DIRECTIONS: Count the lines below that contain the word "CubeError", and give only that number.
BEGIN
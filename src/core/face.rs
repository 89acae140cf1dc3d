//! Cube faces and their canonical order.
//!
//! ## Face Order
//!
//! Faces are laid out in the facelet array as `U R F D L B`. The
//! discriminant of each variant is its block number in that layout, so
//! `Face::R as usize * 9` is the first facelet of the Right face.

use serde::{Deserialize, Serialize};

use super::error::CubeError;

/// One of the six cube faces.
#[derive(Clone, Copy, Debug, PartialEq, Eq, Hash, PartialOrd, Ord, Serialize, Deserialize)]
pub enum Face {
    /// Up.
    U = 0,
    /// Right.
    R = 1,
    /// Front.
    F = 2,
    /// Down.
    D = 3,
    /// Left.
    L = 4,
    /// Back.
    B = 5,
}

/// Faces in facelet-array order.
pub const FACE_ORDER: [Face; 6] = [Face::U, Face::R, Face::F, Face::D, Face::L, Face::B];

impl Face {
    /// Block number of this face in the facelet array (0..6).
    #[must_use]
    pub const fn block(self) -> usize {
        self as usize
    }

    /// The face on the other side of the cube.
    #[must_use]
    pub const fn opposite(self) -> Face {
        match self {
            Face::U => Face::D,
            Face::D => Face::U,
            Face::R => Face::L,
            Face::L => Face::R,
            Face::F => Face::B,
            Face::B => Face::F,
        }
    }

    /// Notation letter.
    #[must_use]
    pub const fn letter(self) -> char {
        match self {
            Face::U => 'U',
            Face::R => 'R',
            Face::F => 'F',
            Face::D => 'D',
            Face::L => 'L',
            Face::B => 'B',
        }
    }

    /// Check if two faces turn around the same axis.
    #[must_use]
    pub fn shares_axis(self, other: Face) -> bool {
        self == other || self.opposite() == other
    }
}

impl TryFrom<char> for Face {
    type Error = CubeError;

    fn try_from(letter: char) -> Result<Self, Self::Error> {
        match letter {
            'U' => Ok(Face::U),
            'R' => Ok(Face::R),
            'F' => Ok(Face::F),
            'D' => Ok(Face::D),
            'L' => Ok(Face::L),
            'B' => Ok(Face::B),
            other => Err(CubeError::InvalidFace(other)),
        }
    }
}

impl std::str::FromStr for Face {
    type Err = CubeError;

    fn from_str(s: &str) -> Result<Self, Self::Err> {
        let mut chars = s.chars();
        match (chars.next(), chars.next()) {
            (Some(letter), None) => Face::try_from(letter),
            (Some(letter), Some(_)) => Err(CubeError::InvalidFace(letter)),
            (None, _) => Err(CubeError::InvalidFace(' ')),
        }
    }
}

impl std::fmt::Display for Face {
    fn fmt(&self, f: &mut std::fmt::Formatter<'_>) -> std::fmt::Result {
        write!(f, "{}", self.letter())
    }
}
END
BEGIN
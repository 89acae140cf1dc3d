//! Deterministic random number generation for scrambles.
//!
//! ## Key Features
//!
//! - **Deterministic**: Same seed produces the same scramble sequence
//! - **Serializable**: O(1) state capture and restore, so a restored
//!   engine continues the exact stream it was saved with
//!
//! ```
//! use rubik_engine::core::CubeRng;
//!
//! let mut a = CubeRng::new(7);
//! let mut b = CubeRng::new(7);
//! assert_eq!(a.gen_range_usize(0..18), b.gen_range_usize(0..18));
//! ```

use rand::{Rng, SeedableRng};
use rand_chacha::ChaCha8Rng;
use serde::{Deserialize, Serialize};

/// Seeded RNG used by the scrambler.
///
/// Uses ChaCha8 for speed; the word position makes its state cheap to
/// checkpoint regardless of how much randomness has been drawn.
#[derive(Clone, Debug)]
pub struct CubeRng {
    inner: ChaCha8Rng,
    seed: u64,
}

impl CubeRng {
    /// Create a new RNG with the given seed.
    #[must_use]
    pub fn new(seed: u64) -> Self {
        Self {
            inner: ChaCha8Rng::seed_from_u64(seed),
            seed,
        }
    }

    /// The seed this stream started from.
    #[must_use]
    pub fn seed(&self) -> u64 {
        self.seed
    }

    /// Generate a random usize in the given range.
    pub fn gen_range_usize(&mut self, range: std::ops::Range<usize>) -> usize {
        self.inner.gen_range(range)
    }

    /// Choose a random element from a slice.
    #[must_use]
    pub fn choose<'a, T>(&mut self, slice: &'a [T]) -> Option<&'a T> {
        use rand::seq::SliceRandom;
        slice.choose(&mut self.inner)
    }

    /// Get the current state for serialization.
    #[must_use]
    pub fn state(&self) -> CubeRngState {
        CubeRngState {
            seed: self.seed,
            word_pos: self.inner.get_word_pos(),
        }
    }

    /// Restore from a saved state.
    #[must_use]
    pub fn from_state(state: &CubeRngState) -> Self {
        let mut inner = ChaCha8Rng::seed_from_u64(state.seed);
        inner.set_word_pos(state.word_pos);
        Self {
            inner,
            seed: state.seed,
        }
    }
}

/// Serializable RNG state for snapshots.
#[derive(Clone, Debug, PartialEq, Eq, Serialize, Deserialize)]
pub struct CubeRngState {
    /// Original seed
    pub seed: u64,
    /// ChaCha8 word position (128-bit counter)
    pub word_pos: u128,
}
END
SOLUTION: 6